Last week in Fitting & Tuning the XEDE, Part 2 we looked at tuning a Honda Insight fitted with the XEDE Processor. After unsuccessfully attempting to tune the fuelling using maps based on manifold pressure versus RPM, we altered the configuration so that the fuel map comprised axes of Throttle Position Sensor (TPS) and RPM.
Configured like this we could use the XEDE, a laptop and a MoTeC air/fuel ratio meter to set the Honda’s mixtures separately for idle, cruise and full power.
Mixtures
Nearly all cars on the road hold factory mixtures of about 14.7:1 – what’s called stoichiometric. These mixtures allow the cat converter to work well. On many cars, the air/fuel ratio is richened to about 12:1 at high loads. A few cars use lean cruise where the mixtures may be leaned-out to about 16:1. (In air/fuel ratio numbers expressed in this way, a bigger number = less fuel mixed with the air.)
The Honda Insight, a hybrid petrol/electric car, uses idle and ‘normal use’ mixtures of 14.7:1, rich mixtures (eg 11.8:1) at high load and, most unusually, mixtures as lean as 25:1 in short-burst cruising conditions. Most engines will not even run on mixtures as lean as 20:1 so the Honda engine is rather special. In the standard car such lean mixtures are used for only short periods. This is because with these mixtures, NOx emissions rise; the Honda uses a special cat converter to adsorb them and then, through running slightly richer, get rid of them. Presumably, the cat holding capacity dictates the length of time the car can run in lean cruise.

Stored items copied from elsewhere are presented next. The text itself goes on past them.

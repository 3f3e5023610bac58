//! A submission queue over bounded, idle-released worker threads
//! (component K), grounded on spec.md §4.K and
//! `original_source/include/qore/intern/ThreadPool.h`'s idle-worker/
//! submission-queue split.
//!
//! Every task runs against a fresh [`qore_sink::ExceptionSink`]; an
//! uncaught exception is drained by the default handler rather than
//! propagated anywhere, since there is no caller left to hand it to once
//! the task has been handed off to a worker thread.
//!
//! **Open Question resolution** (spec.md §4.K's two-phase stop, and the
//! apparent tension between the Cancellation paragraph's "stop() does not
//! return until all workers are done" and the Two-phase-stop paragraph's
//! "setting stop alone lets in-flight tasks finish"): [`ThreadPool::stop`]
//! is the non-blocking half — it rejects new submissions, runs the
//! cancel-callable of everything still queued, wakes idle workers so they
//! exit, and returns without waiting for a worker that is mid-task;
//! [`ThreadPool::stop_wait`] additionally blocks until every worker
//! (including ones mid-task when it was called) has exited. This reads
//! the "does not return until all workers are done" sentence as
//! describing the stronger `confirm` variant the following paragraph
//! names, not bare `stop()`. See DESIGN.md.

use crossbeam::channel::{Receiver, RecvTimeoutError, Sender};
use parking_lot::{Condvar, Mutex};
use qore_sink::{tags, ExceptionKind, ExceptionSink, RaiseSink};
use std::fmt;
use std::sync::Arc;
use std::time::Duration;
use thiserror::Error;

/// An invalid [`ThreadPoolConfig`], caught before any worker thread is
/// spawned. Misconfiguration here is a construction-time programmer error
/// rather than a runtime condition, so it is this crate's one non-exception
/// failure mode — it has nowhere to raise onto, since there is no
/// `ExceptionSink` until a pool already exists.
#[derive(Debug, Error, PartialEq, Eq)]
pub enum ThreadPoolConfigError {
    #[error("min_idle ({min_idle}) exceeds max ({max})")]
    MinIdleExceedsMax { min_idle: usize, max: usize },
}

type TaskFn<V> = Box<dyn FnOnce(&mut ExceptionSink<V>) + Send>;
type CancelFn = Box<dyn FnOnce() + Send>;

struct Task<V> {
    run: TaskFn<V>,
    cancel: Option<CancelFn>,
}

enum QueueItem<V> {
    Task(Task<V>),
    /// Wakes exactly one blocked worker so it can notice the stop flag
    /// and exit, without being mistaken for real work.
    Poison,
}

/// Construction-time parameters for a [`ThreadPool`], per spec.md §3's
/// field list.
#[derive(Debug, Clone, Copy)]
pub struct ThreadPoolConfig {
    /// Maximum worker count; `0` means unlimited.
    pub max: usize,
    pub min_idle: usize,
    pub max_idle: usize,
    /// How long an idle worker above `min_idle` waits for a task before
    /// releasing itself.
    pub release: Duration,
}

impl Default for ThreadPoolConfig {
    fn default() -> Self {
        Self {
            max: 0,
            min_idle: 0,
            max_idle: num_cpus::get(),
            release: Duration::from_secs(30),
        }
    }
}

#[derive(Default)]
struct PoolState {
    total_workers: usize,
    idle_workers: usize,
    stopping: bool,
    confirm: bool,
}

struct PoolInner<V> {
    config: ThreadPoolConfig,
    sender: Sender<QueueItem<V>>,
    receiver: Receiver<QueueItem<V>>,
    state: Mutex<PoolState>,
    stop_cv: Condvar,
}

/// A bounded pool of worker threads draining a shared submission queue.
pub struct ThreadPool<V> {
    inner: Arc<PoolInner<V>>,
}

impl<V> Clone for ThreadPool<V> {
    fn clone(&self) -> Self {
        Self {
            inner: self.inner.clone(),
        }
    }
}

impl<V> ThreadPool<V>
where
    V: From<String> + fmt::Display + Send + 'static,
{
    /// Builds a pool, pre-spawning `min_idle` workers. Panics if `config`
    /// is invalid; use [`ThreadPool::try_new`] to handle that case instead.
    pub fn new(config: ThreadPoolConfig) -> Self {
        Self::try_new(config).expect("invalid ThreadPoolConfig")
    }

    /// As [`ThreadPool::new`], but reports an invalid `config` as an error
    /// instead of panicking.
    pub fn try_new(config: ThreadPoolConfig) -> Result<Self, ThreadPoolConfigError> {
        if config.max != 0 && config.min_idle > config.max {
            return Err(ThreadPoolConfigError::MinIdleExceedsMax {
                min_idle: config.min_idle,
                max: config.max,
            });
        }
        let (sender, receiver) = crossbeam::channel::unbounded();
        let pool = Self {
            inner: Arc::new(PoolInner {
                config,
                sender,
                receiver,
                state: Mutex::new(PoolState::default()),
                stop_cv: Condvar::new(),
            }),
        };
        for _ in 0..config.min_idle {
            pool.spawn_worker();
        }
        Ok(pool)
    }

    pub fn total_workers(&self) -> usize {
        self.inner.state.lock().total_workers
    }

    pub fn idle_workers(&self) -> usize {
        self.inner.state.lock().idle_workers
    }

    fn spawn_worker(&self) {
        {
            let mut state = self.inner.state.lock();
            state.total_workers += 1;
        }
        let inner = self.inner.clone();
        std::thread::spawn(move || Self::worker_loop(inner));
    }

    /// `submit(task, cancel)`: schedules `task`, spawning a new worker if
    /// none is idle and the pool has room to grow. Returns `0` on success,
    /// `-1` with a `THREADPOOL-ERROR` on `sink` if the pool is stopping.
    pub fn submit(
        &self,
        task: impl FnOnce(&mut ExceptionSink<V>) + Send + 'static,
        cancel: Option<impl FnOnce() + Send + 'static>,
        sink: &mut dyn RaiseSink,
    ) -> i32 {
        let need_new_worker = {
            let mut state = self.inner.state.lock();
            if state.stopping {
                drop(state);
                sink.raise_tagged(
                    ExceptionKind::System,
                    tags::THREADPOOL_ERROR,
                    "thread pool is stopping; submission rejected".to_string(),
                );
                return -1;
            }
            let grow = state.idle_workers == 0
                && (self.inner.config.max == 0 || state.total_workers < self.inner.config.max);
            if grow {
                state.total_workers += 1;
            }
            grow
        };

        let item = QueueItem::Task(Task {
            run: Box::new(task),
            cancel: cancel.map(|c| Box::new(c) as CancelFn),
        });
        let _ = self.inner.sender.send(item);

        if need_new_worker {
            let inner = self.inner.clone();
            std::thread::spawn(move || Self::worker_loop(inner));
        }
        0
    }

    fn worker_loop(inner: Arc<PoolInner<V>>) {
        loop {
            {
                let mut state = inner.state.lock();
                state.idle_workers += 1;
            }
            let should_time_out = inner.state.lock().idle_workers > inner.config.min_idle;
            let recv_result = if should_time_out {
                inner.receiver.recv_timeout(inner.config.release)
            } else {
                inner.receiver.recv().map_err(|_| RecvTimeoutError::Disconnected)
            };
            {
                let mut state = inner.state.lock();
                state.idle_workers = state.idle_workers.saturating_sub(1);
            }

            match recv_result {
                Ok(QueueItem::Poison) => break,
                Ok(QueueItem::Task(task)) => {
                    let mut sink: ExceptionSink<V> = ExceptionSink::new();
                    (task.run)(&mut sink);
                    if sink.is_exception() {
                        sink.run_default_handler();
                    }
                    if inner.state.lock().stopping {
                        break;
                    }
                }
                Err(RecvTimeoutError::Timeout) => break,
                Err(RecvTimeoutError::Disconnected) => break,
            }
        }

        let mut state = inner.state.lock();
        state.total_workers = state.total_workers.saturating_sub(1);
        if state.confirm && state.total_workers == 0 {
            inner.stop_cv.notify_all();
        }
    }

    /// Rejects new submissions, runs the cancel-callable of every task
    /// still in the queue, wakes idle workers so they exit, and returns
    /// without waiting for a worker mid-task to finish.
    pub fn stop(&self) {
        self.do_stop(false);
    }

    /// As [`ThreadPool::stop`], but blocks until every worker — including
    /// ones that were executing a task when this was called — has exited.
    pub fn stop_wait(&self) {
        self.do_stop(true);
    }

    fn do_stop(&self, confirm: bool) {
        let total = {
            let mut state = self.inner.state.lock();
            if state.stopping {
                state.confirm = state.confirm || confirm;
                state.total_workers
            } else {
                state.stopping = true;
                state.confirm = confirm;
                state.total_workers
            }
        };

        while let Ok(item) = self.inner.receiver.try_recv() {
            if let QueueItem::Task(task) = item {
                if let Some(cancel) = task.cancel {
                    cancel();
                }
            }
        }

        for _ in 0..total {
            let _ = self.inner.sender.send(QueueItem::Poison);
        }

        if confirm {
            let mut state = self.inner.state.lock();
            while state.total_workers > 0 {
                self.inner.stop_cv.wait(&mut state);
            }
        }
    }
}

#[cfg(test)]
mod tests {
    use super::*;
    use std::sync::atomic::{AtomicUsize, Ordering};
    use std::sync::Mutex as StdMutex;

    struct NullSink;
    impl RaiseSink for NullSink {
        fn raise_tagged(&mut self, _kind: ExceptionKind, _tag: &str, _message: String) {}
    }

    #[test]
    fn submit_runs_task() {
        let pool: ThreadPool<String> = ThreadPool::new(ThreadPoolConfig {
            max: 2,
            min_idle: 1,
            max_idle: 2,
            release: Duration::from_millis(200),
        });
        let ran = Arc::new(AtomicUsize::new(0));
        let ran2 = ran.clone();
        let mut sink = NullSink;
        let result = pool.submit(
            move |_sink| {
                ran2.fetch_add(1, Ordering::SeqCst);
            },
            None::<fn()>,
            &mut sink,
        );
        assert_eq!(result, 0);
        std::thread::sleep(Duration::from_millis(100));
        assert_eq!(ran.load(Ordering::SeqCst), 1);
        pool.stop_wait();
    }

    #[test]
    fn stop_cancels_pending_tasks_exactly_once() {
        // spec.md §8 scenario 5, scaled down.
        let pool: ThreadPool<String> = ThreadPool::new(ThreadPoolConfig {
            max: 1,
            min_idle: 1,
            max_idle: 1,
            release: Duration::from_secs(5),
        });
        let cancel_calls = Arc::new(StdMutex::new(Vec::new()));

        let mut sink = NullSink;
        // Occupy the single worker with a long-running task.
        let (tx, rx) = crossbeam::channel::bounded::<()>(0);
        pool.submit(
            move |_sink| {
                let _ = rx.recv_timeout(Duration::from_secs(2));
            },
            None::<fn()>,
            &mut sink,
        );

        for i in 0..3 {
            let calls = cancel_calls.clone();
            pool.submit(
                move |_sink| {},
                Some(move || calls.lock().unwrap().push(i)),
                &mut sink,
            );
        }

        std::thread::sleep(Duration::from_millis(50));
        pool.stop();
        let _ = tx.send(());
        assert_eq!(cancel_calls.lock().unwrap().len(), 3);
    }

    #[test]
    fn try_new_rejects_min_idle_above_max() {
        let err = ThreadPool::<String>::try_new(ThreadPoolConfig {
            max: 2,
            min_idle: 3,
            max_idle: 2,
            release: Duration::from_secs(5),
        })
        .unwrap_err();
        assert_eq!(
            err,
            ThreadPoolConfigError::MinIdleExceedsMax { min_idle: 3, max: 2 }
        );
    }

    #[test]
    fn idle_workers_above_min_release_after_timeout() {
        let pool: ThreadPool<String> = ThreadPool::new(ThreadPoolConfig {
            max: 4,
            min_idle: 0,
            max_idle: 4,
            release: Duration::from_millis(30),
        });
        let mut sink = NullSink;
        pool.submit(move |_sink| {}, None::<fn()>, &mut sink);
        std::thread::sleep(Duration::from_millis(200));
        assert_eq!(pool.total_workers(), 0);
    }
}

But with the hybrid system not working, the oxygen sensor feedback disconnected and no requirement to pass a full emissions test, we were in a position to run whatever mixtures were desired.
The best option seemed to be 14:7:1 at idle, the factory ~12:1 at high loads and as lean as possible in very light load cruising.

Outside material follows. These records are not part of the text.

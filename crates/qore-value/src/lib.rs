//! The tagged value model, reference-counted node types and operator
//! dispatch for the Qore runtime core (components E, F, G, H).

pub mod encoding;
pub mod error;
pub mod holder;
pub mod node;
pub mod operators;
pub mod value;

#[cfg(test)]
mod proptests;

pub use encoding::{Encoding, EncodingRegistry};
pub use error::ValueError;
pub use holder::{NodeHolder, ValueHolder};
pub use node::{CallRefData, Node, NodeData, ObjectData, ParseNodeData, QoreDate};
pub use operators::{both_are_values, new_call_reference, new_object, plus};
pub use value::{eval, eval_optional, EvalResult, Value};

/// Specialized over `Value`, since the generic `qore-sink` crate cannot
/// depend on this crate's concrete payload type.
pub type ExceptionSink = qore_sink::ExceptionSink<Value>;
pub type Exception = qore_sink::Exception<Value>;

impl From<String> for Value {
    fn from(s: String) -> Self {
        Value::from_string(s, Encoding::Utf8)
    }
}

As recounted earlier, with the oxy sensors disconnected and the hybrid system switched off (and so the car registering fault codes), the Honda runs air/fuel ratios around idle and at low loads of 14.7:1, at moderate loads mixtures a bit richer (say 13.5:1), and at high load and full throttle reverts to mid Twelves. Therefore, with the exception of the cruise area where we desired much leaner mixtures, the air/fuel ratios were largely correct.
So how lean could we go? Using the XEDE, the load sites corresponding to light-load cruise were leaned-out. Note that the engine in the Honda is so low in power that ‘light load cruise’ involved throttle positions of up to 50 per cent and revs of up to 4000 RPM! The greatest leaning-out was made at load sites comprising around 15 – 20 per cent throttle and at less than 2000 RPM. At these sites the car happily ran on air/fuel ratios of about 21:1.

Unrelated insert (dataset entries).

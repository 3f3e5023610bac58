//! A plain, non-recursive mutex with an explicit `lock`/`unlock`/`try_lock`
//! API (as opposed to a RAII guard), because the runtime tracks lock
//! ownership itself via [`crate::thread_context::ThreadContext`] and routes
//! every blocking acquire through the [`crate::deadlock::DeadlockGraph`].

use crate::deadlock::DeadlockGraph;
use crate::ids::{LockId, LockKind, Tid};
use crate::thread_context::ThreadContext;
use qore_sink::{tags, ExceptionKind, RaiseSink};
use std::sync::{Condvar, Mutex as StdMutex};
use std::time::{Duration, Instant};

/// Outcome of a timed acquire.
#[derive(Debug, Clone, Copy, PartialEq, Eq)]
pub enum AcquireResult {
    Acquired,
    TimedOut,
}

/// A plain recursive-unsafe mutex. Acquiring it twice from the same
/// thread without an intervening unlock deadlocks (or, since every
/// acquire is deadlock-checked, raises `THREAD-DEADLOCK` immediately
/// instead of blocking forever).
pub struct QoreMutex {
    id: LockId,
    state: StdMutex<bool>,
    cv: Condvar,
    deleted: std::sync::atomic::AtomicBool,
}

impl Default for QoreMutex {
    fn default() -> Self {
        Self::new()
    }
}

impl QoreMutex {
    pub fn new() -> Self {
        Self {
            id: LockId::next(),
            state: StdMutex::new(false),
            cv: Condvar::new(),
            deleted: std::sync::atomic::AtomicBool::new(false),
        }
    }

    pub fn id(&self) -> LockId {
        self.id
    }

    fn check_deleted(&self, sink: &mut dyn RaiseSink) -> bool {
        if self.deleted.load(std::sync::atomic::Ordering::SeqCst) {
            sink.raise_tagged(
                ExceptionKind::System,
                tags::LOCK_ERROR,
                format!("{} was deleted in another thread", self.id),
            );
            true
        } else {
            false
        }
    }

    /// Blocks until the lock is acquired, raising `THREAD-DEADLOCK` instead
    /// of blocking if a cycle is detected. Returns `false` iff the lock was
    /// deleted or a deadlock was detected (sink carries the exception).
    pub fn lock(&self, sink: &mut dyn RaiseSink) -> bool {
        matches!(self.lock_timeout(None, sink), AcquireResult::Acquired)
    }

    /// As [`QoreMutex::lock`] but gives up after `timeout`. A deadlock is
    /// still raised eagerly regardless of the timeout value, per the
    /// runtime's "deadlock is a bug" policy.
    pub fn lock_timeout(
        &self,
        timeout: Option<Duration>,
        sink: &mut dyn RaiseSink,
    ) -> AcquireResult {
        if self.check_deleted(sink) {
            return AcquireResult::TimedOut;
        }

        let thread = ThreadContext::current_tid();
        if ThreadContext::holds_lock(self.id) {
            sink.raise_tagged(
                ExceptionKind::System,
                tags::LOCK_ERROR,
                format!("thread already holds {}", self.id),
            );
            return AcquireResult::TimedOut;
        }

        if let Err(info) = DeadlockGraph::global().try_acquire(thread, self.id, LockKind::Mutex) {
            sink.raise_tagged(
                ExceptionKind::System,
                tags::THREAD_DEADLOCK,
                info.to_string(),
            );
            return AcquireResult::TimedOut;
        }

        let deadline = timeout.map(|d| Instant::now() + d);
        let mut locked = self.state.lock().expect("mutex state poisoned");
        loop {
            if !*locked {
                *locked = true;
                break;
            }
            match deadline {
                None => {
                    locked = self.cv.wait(locked).expect("mutex state poisoned");
                }
                Some(deadline) => {
                    let now = Instant::now();
                    if now >= deadline {
                        DeadlockGraph::global().cancel_intent(thread);
                        return AcquireResult::TimedOut;
                    }
                    let (guard, result) = self
                        .cv
                        .wait_timeout(locked, deadline - now)
                        .expect("mutex state poisoned");
                    locked = guard;
                    if result.timed_out() && *locked {
                        DeadlockGraph::global().cancel_intent(thread);
                        return AcquireResult::TimedOut;
                    }
                }
            }
        }
        drop(locked);

        DeadlockGraph::global().commit_acquired(thread, self.id);
        ThreadContext::push_lock(self.id, LockKind::Mutex);
        AcquireResult::Acquired
    }

    /// Non-blocking acquire attempt.
    pub fn try_lock(&self) -> bool {
        if self.deleted.load(std::sync::atomic::Ordering::SeqCst) {
            return false;
        }
        let mut locked = self.state.lock().expect("mutex state poisoned");
        if *locked {
            false
        } else {
            *locked = true;
            drop(locked);
            let thread = ThreadContext::current_tid();
            DeadlockGraph::global().commit_acquired(thread, self.id);
            ThreadContext::push_lock(self.id, LockKind::Mutex);
            true
        }
    }

    /// Releases a lock held by the calling thread.
    pub fn unlock(&self) {
        let thread = ThreadContext::current_tid();
        ThreadContext::pop_lock(self.id);
        DeadlockGraph::global().release(thread, self.id);
        let mut locked = self.state.lock().expect("mutex state poisoned");
        *locked = false;
        self.cv.notify_one();
    }

    /// For use by [`crate::condvar::QoreCondvar::wait`], which needs to
    /// release and later reacquire this mutex around a wait without a
    /// thread-context / deadlock-graph round trip for the release half.
    pub(crate) fn release_for_wait(&self) {
        let mut locked = self.state.lock().expect("mutex state poisoned");
        *locked = false;
        self.cv.notify_one();
    }

    pub(crate) fn reacquire_after_wait(&self) {
        let mut locked = self.state.lock().expect("mutex state poisoned");
        while *locked {
            locked = self.cv.wait(locked).expect("mutex state poisoned");
        }
        *locked = true;
    }
}

impl Drop for QoreMutex {
    fn drop(&mut self) {
        self.deleted.store(true, std::sync::atomic::Ordering::SeqCst);
        DeadlockGraph::global().forget_lock(self.id);
        self.cv.notify_all();
    }
}

#[cfg(test)]
mod tests {
    use super::*;
    use qore_sink::ExceptionSink;
    use std::sync::Arc;
    use std::thread;

    #[test]
    fn lock_unlock_roundtrip() {
        let mutex = QoreMutex::new();
        let mut sink: ExceptionSink<String> = ExceptionSink::new();
        assert!(mutex.lock(&mut sink));
        assert!(!sink.is_exception());
        mutex.unlock();
        assert!(mutex.try_lock());
        mutex.unlock();
    }

    #[test]
    fn try_lock_fails_while_held() {
        let mutex = QoreMutex::new();
        let mut sink: ExceptionSink<String> = ExceptionSink::new();
        assert!(mutex.lock(&mut sink));
        assert!(!mutex.try_lock());
        mutex.unlock();
    }

    #[test]
    fn contended_lock_blocks_until_release() {
        let mutex = Arc::new(QoreMutex::new());
        let mut sink: ExceptionSink<String> = ExceptionSink::new();
        assert!(mutex.lock(&mut sink));

        let m2 = mutex.clone();
        let handle = thread::spawn(move || {
            let mut sink: ExceptionSink<String> = ExceptionSink::new();
            m2.lock(&mut sink)
        });

        thread::sleep(Duration::from_millis(50));
        mutex.unlock();
        assert!(handle.join().unwrap());
    }

    #[test]
    fn timeout_returns_without_raising() {
        let mutex = Arc::new(QoreMutex::new());
        let mut sink: ExceptionSink<String> = ExceptionSink::new();
        assert!(mutex.lock(&mut sink));

        let m2 = mutex.clone();
        let handle = thread::spawn(move || {
            let mut sink: ExceptionSink<String> = ExceptionSink::new();
            let result = m2.lock_timeout(Some(Duration::from_millis(20)), &mut sink);
            (result, sink.is_exception())
        });
        let (result, raised) = handle.join().unwrap();
        assert_eq!(result, AcquireResult::TimedOut);
        assert!(!raised);
        mutex.unlock();
    }
}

Mapping these mixtures was largely achieved on the road in less than 30 minutes; fine-tuning to cater for as many driving conditions as I could think of took a few more hours.
The interpolation of the XEDE mapping (its ability to smoothly fill-in points ‘in-between’ the mapped load sites) proved to excellent and where better mapping resolution was needed, it was as simple as inserting new load sites by adding finer spacing to the axes. (However, note that doing the latter disorganises the inputted tuning information for that map – so take care.)
Timing
Revising the ignition timing was more difficult, primarily because we didn’t have a real-time read-out of the timing being used.
As stated previously in this series, intercepting and reducing the MAP sensor signal not only makes the car run leaner, it also advances the timing. In this application that is good, as leaner mixtures require more advanced timing. But was the timing being advanced enough? That can really only be assessed by further advancing the timing and seeing what happens – too much and the engine will detonate, not enough and the performance will be sluggish.
The XEDE allows only plus/minus 10 degrees of timing change to be made. That usually enough but in our situation we found that adding 10 degrees (actually the XEDE allows 9.9 degrees; don’t ask me why) improved lean load performance and didn’t cause detonation. However, as that was the limit of what could be added, we can’t tell if that was sufficient.
Through most of the rest of the map we added 5 degrees.
In this situation it would be very good to have a readout of what the factory knock sensor was doing – for example, was timing being pulled out as the ECU detected incipient detonation? (Such a readout requires a dedicated tool that reads Honda data through the OBD port.)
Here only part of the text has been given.